## Task goal:
Find every line in the records below that contains the word "idents", and copy each such line.

━━━━━━━━━━━━━━━━━━━━━━━━━━━━━━

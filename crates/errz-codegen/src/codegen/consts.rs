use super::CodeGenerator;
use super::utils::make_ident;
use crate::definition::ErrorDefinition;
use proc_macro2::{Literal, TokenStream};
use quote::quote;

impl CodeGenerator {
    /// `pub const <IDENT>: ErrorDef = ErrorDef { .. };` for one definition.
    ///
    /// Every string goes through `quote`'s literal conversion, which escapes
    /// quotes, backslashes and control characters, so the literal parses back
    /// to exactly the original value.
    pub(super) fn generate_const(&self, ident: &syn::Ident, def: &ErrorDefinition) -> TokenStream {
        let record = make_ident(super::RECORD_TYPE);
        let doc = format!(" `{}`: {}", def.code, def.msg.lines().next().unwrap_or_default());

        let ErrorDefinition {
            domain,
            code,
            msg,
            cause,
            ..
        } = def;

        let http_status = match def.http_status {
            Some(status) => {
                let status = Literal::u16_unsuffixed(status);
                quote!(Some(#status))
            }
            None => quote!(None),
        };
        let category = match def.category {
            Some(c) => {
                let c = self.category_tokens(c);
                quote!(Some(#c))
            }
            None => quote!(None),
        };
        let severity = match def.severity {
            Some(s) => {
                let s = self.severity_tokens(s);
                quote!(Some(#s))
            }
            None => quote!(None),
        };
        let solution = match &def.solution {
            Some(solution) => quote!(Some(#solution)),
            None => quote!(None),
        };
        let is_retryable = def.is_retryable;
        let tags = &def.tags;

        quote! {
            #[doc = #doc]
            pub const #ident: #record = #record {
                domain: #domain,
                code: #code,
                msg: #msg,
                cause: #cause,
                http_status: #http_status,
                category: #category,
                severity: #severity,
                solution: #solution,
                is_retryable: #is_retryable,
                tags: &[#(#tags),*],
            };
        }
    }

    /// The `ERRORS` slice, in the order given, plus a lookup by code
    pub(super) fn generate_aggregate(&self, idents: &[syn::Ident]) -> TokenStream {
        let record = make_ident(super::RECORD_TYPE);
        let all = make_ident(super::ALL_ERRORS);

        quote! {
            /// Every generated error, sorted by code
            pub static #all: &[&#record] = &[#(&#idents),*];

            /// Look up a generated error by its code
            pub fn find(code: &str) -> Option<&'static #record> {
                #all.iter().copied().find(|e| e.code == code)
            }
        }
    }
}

━━━━━━━━━━━━━━━━━━━━━━━━━━━━━━

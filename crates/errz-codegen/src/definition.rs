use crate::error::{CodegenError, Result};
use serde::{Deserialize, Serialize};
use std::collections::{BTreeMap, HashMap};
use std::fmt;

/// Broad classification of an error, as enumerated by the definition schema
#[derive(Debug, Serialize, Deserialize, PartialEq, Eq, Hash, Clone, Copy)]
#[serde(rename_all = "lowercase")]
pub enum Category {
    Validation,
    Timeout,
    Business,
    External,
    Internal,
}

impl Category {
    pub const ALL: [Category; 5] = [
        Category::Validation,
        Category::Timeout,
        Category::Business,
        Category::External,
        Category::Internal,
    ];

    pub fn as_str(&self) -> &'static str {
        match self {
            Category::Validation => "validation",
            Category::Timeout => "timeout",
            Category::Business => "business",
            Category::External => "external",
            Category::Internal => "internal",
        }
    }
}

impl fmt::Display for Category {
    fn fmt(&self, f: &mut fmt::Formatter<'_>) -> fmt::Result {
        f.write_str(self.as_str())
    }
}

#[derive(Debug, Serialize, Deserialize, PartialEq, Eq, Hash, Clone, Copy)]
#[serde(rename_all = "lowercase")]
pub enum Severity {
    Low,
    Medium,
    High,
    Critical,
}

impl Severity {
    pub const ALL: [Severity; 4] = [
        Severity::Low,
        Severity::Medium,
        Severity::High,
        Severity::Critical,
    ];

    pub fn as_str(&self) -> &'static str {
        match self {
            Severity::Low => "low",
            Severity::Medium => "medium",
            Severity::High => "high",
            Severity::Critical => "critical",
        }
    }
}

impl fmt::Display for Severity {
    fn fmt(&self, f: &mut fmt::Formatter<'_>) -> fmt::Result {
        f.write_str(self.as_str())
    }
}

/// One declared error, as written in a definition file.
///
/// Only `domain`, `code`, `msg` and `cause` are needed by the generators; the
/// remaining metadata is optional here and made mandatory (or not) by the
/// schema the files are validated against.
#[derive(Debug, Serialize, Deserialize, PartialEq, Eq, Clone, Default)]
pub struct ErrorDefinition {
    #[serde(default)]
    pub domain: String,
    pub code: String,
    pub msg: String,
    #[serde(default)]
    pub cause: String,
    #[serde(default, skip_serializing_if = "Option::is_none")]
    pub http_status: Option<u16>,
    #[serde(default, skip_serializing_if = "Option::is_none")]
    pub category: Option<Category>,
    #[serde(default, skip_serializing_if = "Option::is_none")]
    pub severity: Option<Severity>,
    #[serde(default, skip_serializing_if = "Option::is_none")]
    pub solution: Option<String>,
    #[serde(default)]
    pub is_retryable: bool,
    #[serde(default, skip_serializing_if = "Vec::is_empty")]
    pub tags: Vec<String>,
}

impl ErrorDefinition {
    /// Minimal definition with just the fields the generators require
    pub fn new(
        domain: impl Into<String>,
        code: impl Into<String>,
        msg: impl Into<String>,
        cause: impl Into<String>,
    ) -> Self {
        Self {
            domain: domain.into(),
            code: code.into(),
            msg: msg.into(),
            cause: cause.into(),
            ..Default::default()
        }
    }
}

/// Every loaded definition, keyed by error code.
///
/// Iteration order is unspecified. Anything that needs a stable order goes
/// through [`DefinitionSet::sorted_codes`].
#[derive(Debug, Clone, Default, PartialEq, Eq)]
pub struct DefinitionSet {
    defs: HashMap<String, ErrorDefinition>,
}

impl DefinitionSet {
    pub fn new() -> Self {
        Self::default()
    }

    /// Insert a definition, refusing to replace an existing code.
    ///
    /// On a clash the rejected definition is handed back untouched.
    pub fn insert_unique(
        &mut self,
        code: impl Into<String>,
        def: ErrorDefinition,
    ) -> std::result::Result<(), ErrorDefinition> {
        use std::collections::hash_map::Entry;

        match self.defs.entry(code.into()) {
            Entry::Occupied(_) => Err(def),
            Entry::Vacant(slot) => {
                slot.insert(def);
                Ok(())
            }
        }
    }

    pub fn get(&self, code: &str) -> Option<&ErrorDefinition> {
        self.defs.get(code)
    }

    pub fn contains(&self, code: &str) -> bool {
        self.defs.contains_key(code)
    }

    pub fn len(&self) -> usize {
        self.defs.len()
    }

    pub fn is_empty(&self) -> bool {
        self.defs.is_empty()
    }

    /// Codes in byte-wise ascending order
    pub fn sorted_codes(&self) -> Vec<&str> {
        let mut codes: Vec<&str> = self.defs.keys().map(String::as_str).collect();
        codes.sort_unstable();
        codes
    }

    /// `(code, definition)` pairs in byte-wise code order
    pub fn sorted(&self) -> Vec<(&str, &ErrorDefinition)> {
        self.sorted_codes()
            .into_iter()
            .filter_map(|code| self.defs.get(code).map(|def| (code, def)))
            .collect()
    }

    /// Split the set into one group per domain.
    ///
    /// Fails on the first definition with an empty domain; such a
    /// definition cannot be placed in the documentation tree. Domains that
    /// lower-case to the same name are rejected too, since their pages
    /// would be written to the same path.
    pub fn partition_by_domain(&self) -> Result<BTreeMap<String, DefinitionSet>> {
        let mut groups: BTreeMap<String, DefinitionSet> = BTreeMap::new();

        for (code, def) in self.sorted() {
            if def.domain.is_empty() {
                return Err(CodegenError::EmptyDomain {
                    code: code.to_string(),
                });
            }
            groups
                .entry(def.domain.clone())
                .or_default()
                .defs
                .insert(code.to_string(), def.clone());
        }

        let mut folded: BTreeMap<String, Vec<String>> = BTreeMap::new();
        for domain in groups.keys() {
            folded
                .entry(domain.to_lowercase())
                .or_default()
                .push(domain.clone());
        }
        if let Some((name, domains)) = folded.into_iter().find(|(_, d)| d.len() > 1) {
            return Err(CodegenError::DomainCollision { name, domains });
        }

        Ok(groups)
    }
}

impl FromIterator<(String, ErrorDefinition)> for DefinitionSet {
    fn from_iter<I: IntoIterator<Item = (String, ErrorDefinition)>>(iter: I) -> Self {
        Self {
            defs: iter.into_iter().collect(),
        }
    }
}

━━━━━━━━━━━━━━━━━━━━━━━━━━━━━━

## The completed task:
    pub(super) fn generate_aggregate(&self, idents: &[syn::Ident]) -> TokenStream {
            pub static #all: &[&#record] = &[#(&#idents),*];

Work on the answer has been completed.